- **DIRECTIONS FOR THIS TASK**
Reproduce the entries below, please. Keep every character the same.

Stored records
....
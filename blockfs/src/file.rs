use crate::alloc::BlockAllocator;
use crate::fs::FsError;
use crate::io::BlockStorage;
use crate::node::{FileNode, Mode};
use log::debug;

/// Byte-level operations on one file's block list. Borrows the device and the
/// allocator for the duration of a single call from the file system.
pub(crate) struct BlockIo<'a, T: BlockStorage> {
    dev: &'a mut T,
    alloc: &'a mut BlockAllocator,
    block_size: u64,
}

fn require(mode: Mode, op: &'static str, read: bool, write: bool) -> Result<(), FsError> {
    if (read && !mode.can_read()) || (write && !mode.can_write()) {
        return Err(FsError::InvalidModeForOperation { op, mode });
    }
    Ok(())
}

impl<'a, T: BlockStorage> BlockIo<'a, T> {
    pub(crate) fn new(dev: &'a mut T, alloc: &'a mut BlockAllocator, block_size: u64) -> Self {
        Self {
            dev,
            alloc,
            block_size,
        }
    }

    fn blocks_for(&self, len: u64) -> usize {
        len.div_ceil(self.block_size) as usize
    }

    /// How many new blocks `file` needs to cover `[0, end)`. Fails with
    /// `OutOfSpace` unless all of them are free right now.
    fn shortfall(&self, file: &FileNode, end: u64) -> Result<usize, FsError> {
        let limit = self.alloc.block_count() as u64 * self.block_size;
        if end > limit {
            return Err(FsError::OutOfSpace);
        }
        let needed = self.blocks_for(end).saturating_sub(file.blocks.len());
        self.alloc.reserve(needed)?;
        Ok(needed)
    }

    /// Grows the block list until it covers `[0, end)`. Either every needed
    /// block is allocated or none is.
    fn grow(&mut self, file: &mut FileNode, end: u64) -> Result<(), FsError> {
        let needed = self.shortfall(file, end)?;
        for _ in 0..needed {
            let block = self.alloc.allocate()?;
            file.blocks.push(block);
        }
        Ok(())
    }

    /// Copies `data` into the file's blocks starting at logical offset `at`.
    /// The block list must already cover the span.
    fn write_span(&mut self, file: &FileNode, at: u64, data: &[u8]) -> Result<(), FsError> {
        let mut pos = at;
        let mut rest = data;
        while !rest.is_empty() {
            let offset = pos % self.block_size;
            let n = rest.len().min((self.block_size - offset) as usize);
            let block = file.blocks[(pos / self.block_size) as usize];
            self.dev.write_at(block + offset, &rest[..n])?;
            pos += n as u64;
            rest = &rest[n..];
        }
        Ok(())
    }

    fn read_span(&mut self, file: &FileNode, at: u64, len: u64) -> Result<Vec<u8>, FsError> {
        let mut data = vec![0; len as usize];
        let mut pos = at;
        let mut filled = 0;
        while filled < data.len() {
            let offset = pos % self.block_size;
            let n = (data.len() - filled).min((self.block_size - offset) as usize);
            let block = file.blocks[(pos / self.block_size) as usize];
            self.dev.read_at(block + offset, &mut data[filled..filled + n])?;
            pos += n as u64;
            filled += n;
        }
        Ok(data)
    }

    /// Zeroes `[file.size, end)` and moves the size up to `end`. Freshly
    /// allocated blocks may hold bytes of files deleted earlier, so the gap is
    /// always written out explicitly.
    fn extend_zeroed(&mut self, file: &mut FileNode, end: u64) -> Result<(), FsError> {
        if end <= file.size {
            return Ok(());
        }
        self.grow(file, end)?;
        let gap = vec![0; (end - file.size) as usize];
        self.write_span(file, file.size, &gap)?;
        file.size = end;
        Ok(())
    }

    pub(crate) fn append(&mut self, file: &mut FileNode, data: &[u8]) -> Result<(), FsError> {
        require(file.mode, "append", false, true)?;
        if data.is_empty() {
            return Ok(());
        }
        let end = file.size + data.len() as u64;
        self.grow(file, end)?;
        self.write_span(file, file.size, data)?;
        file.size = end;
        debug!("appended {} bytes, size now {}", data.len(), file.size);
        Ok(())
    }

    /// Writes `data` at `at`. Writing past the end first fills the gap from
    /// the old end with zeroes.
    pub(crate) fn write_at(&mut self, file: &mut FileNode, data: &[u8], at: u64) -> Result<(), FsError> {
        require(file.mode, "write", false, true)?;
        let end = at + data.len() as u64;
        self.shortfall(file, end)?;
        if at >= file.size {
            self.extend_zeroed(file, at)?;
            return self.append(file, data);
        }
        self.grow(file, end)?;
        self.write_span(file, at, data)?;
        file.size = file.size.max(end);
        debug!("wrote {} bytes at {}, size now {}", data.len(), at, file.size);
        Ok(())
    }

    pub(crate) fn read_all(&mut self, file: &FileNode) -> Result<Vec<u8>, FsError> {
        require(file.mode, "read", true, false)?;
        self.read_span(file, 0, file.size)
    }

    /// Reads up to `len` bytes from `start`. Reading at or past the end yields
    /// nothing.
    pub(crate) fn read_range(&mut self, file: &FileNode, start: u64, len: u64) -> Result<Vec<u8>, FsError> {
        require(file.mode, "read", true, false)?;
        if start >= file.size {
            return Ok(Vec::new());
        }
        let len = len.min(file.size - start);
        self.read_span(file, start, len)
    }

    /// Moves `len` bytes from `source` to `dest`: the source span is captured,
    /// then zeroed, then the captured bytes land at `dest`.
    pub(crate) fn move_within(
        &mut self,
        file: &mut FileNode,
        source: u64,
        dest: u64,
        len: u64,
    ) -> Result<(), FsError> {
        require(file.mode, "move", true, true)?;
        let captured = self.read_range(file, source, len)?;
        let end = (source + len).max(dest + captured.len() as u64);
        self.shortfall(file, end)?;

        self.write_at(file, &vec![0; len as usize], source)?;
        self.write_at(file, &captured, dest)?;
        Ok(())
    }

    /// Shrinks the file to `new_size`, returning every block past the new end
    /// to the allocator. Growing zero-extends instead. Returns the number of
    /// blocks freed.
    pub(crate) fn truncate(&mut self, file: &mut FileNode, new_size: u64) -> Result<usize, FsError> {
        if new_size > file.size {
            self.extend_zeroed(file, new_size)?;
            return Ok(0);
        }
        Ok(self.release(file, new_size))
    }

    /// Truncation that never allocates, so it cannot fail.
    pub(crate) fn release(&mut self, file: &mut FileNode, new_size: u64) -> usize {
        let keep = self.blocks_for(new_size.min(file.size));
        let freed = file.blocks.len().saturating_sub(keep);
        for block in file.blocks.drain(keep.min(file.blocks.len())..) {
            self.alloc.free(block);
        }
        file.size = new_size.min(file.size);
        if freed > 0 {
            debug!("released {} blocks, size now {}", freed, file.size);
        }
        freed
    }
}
....
- **EXERCISE RESULT**
filename blockfs/src/file.rs
use crate::alloc::BlockAllocator;
use crate::fs::FsError;
use crate::io::BlockStorage;
use crate::node::{FileNode, Mode};
use log::debug;

/// Byte-level operations on one file's block list. Borrows the device and the
/// allocator for the duration of a single call from the file system.
pub(crate) struct BlockIo<'a, T: BlockStorage> {
    dev: &'a mut T,
    alloc: &'a mut BlockAllocator,
    block_size: u64,
}

fn require(mode: Mode, op: &'static str, read: bool, write: bool) -> Result<(), FsError> {
    if (read && !mode.can_read()) || (write && !mode.can_write()) {
        return Err(FsError::InvalidModeForOperation { op, mode });
    }
    Ok(())
}

impl<'a, T: BlockStorage> BlockIo<'a, T> {
    pub(crate) fn new(dev: &'a mut T, alloc: &'a mut BlockAllocator, block_size: u64) -> Self {
        Self {
            dev,
            alloc,
            block_size,
        }
    }

    fn blocks_for(&self, len: u64) -> usize {
        len.div_ceil(self.block_size) as usize
    }

    /// How many new blocks `file` needs to cover `[0, end)`. Fails with
    /// `OutOfSpace` unless all of them are free right now.
    fn shortfall(&self, file: &FileNode, end: u64) -> Result<usize, FsError> {
        let limit = self.alloc.block_count() as u64 * self.block_size;
        if end > limit {
            return Err(FsError::OutOfSpace);
        }
        let needed = self.blocks_for(end).saturating_sub(file.blocks.len());
        self.alloc.reserve(needed)?;
        Ok(needed)
    }

    /// Grows the block list until it covers `[0, end)`. Either every needed
    /// block is allocated or none is.
    fn grow(&mut self, file: &mut FileNode, end: u64) -> Result<(), FsError> {
        let needed = self.shortfall(file, end)?;
        for _ in 0..needed {
            let block = self.alloc.allocate()?;
            file.blocks.push(block);
        }
        Ok(())
    }

    /// Copies `data` into the file's blocks starting at logical offset `at`.
    /// The block list must already cover the span.
    fn write_span(&mut self, file: &FileNode, at: u64, data: &[u8]) -> Result<(), FsError> {
        let mut pos = at;
        let mut rest = data;
        while !rest.is_empty() {
            let offset = pos % self.block_size;
            let n = rest.len().min((self.block_size - offset) as usize);
            let block = file.blocks[(pos / self.block_size) as usize];
            self.dev.write_at(block + offset, &rest[..n])?;
            pos += n as u64;
            rest = &rest[n..];
        }
        Ok(())
    }

    fn read_span(&mut self, file: &FileNode, at: u64, len: u64) -> Result<Vec<u8>, FsError> {
        let mut data = vec![0; len as usize];
        let mut pos = at;
        let mut filled = 0;
        while filled < data.len() {
            let offset = pos % self.block_size;
            let n = (data.len() - filled).min((self.block_size - offset) as usize);
            let block = file.blocks[(pos / self.block_size) as usize];
            self.dev.read_at(block + offset, &mut data[filled..filled + n])?;
            pos += n as u64;
            filled += n;
        }
        Ok(data)
    }

    /// Zeroes `[file.size, end)` and moves the size up to `end`. Freshly
    /// allocated blocks may hold bytes of files deleted earlier, so the gap is
    /// always written out explicitly.
    fn extend_zeroed(&mut self, file: &mut FileNode, end: u64) -> Result<(), FsError> {
        if end <= file.size {
            return Ok(());
        }
        self.grow(file, end)?;
        let gap = vec![0; (end - file.size) as usize];
        self.write_span(file, file.size, &gap)?;
        file.size = end;
        Ok(())
    }

    pub(crate) fn append(&mut self, file: &mut FileNode, data: &[u8]) -> Result<(), FsError> {
        require(file.mode, "append", false, true)?;
        if data.is_empty() {
            return Ok(());
        }
        let end = file.size + data.len() as u64;
        self.grow(file, end)?;
        self.write_span(file, file.size, data)?;
        file.size = end;
        debug!("appended {} bytes, size now {}", data.len(), file.size);
        Ok(())
    }

    /// Writes `data` at `at`. Writing past the end first fills the gap from
    /// the old end with zeroes.
    pub(crate) fn write_at(&mut self, file: &mut FileNode, data: &[u8], at: u64) -> Result<(), FsError> {
        require(file.mode, "write", false, true)?;
        let end = at + data.len() as u64;
        self.shortfall(file, end)?;
        if at >= file.size {
            self.extend_zeroed(file, at)?;
            return self.append(file, data);
        }
        self.grow(file, end)?;
        self.write_span(file, at, data)?;
        file.size = file.size.max(end);
        debug!("wrote {} bytes at {}, size now {}", data.len(), at, file.size);
        Ok(())
    }

    pub(crate) fn read_all(&mut self, file: &FileNode) -> Result<Vec<u8>, FsError> {
        require(file.mode, "read", true, false)?;
        self.read_span(file, 0, file.size)
    }

    /// Reads up to `len` bytes from `start`. Reading at or past the end yields
    /// nothing.
    pub(crate) fn read_range(&mut self, file: &FileNode, start: u64, len: u64) -> Result<Vec<u8>, FsError> {
        require(file.mode, "read", true, false)?;
        if start >= file.size {
            return Ok(Vec::new());
        }
        let len = len.min(file.size - start);
        self.read_span(file, start, len)
    }

    /// Moves `len` bytes from `source` to `dest`: the source span is captured,
    /// then zeroed, then the captured bytes land at `dest`.
    pub(crate) fn move_within(
        &mut self,
        file: &mut FileNode,
        source: u64,
        dest: u64,
        len: u64,
    ) -> Result<(), FsError> {
        require(file.mode, "move", true, true)?;
        let captured = self.read_range(file, source, len)?;
        let end = (source + len).max(dest + captured.len() as u64);
        self.shortfall(file, end)?;

        self.write_at(file, &vec![0; len as usize], source)?;
        self.write_at(file, &captured, dest)?;
        Ok(())
    }

    /// Shrinks the file to `new_size`, returning every block past the new end
    /// to the allocator. Growing zero-extends instead. Returns the number of
    /// blocks freed.
    pub(crate) fn truncate(&mut self, file: &mut FileNode, new_size: u64) -> Result<usize, FsError> {
        if new_size > file.size {
            self.extend_zeroed(file, new_size)?;
            return Ok(0);
        }
        Ok(self.release(file, new_size))
    }

    /// Truncation that never allocates, so it cannot fail.
    pub(crate) fn release(&mut self, file: &mut FileNode, new_size: u64) -> usize {
        let keep = self.blocks_for(new_size.min(file.size));
        let freed = file.blocks.len().saturating_sub(keep);
        for block in file.blocks.drain(keep.min(file.blocks.len())..) {
            self.alloc.free(block);
        }
        file.size = new_size.min(file.size);
        if freed > 0 {
            debug!("released {} blocks, size now {}", freed, file.size);
        }
        freed
    }
}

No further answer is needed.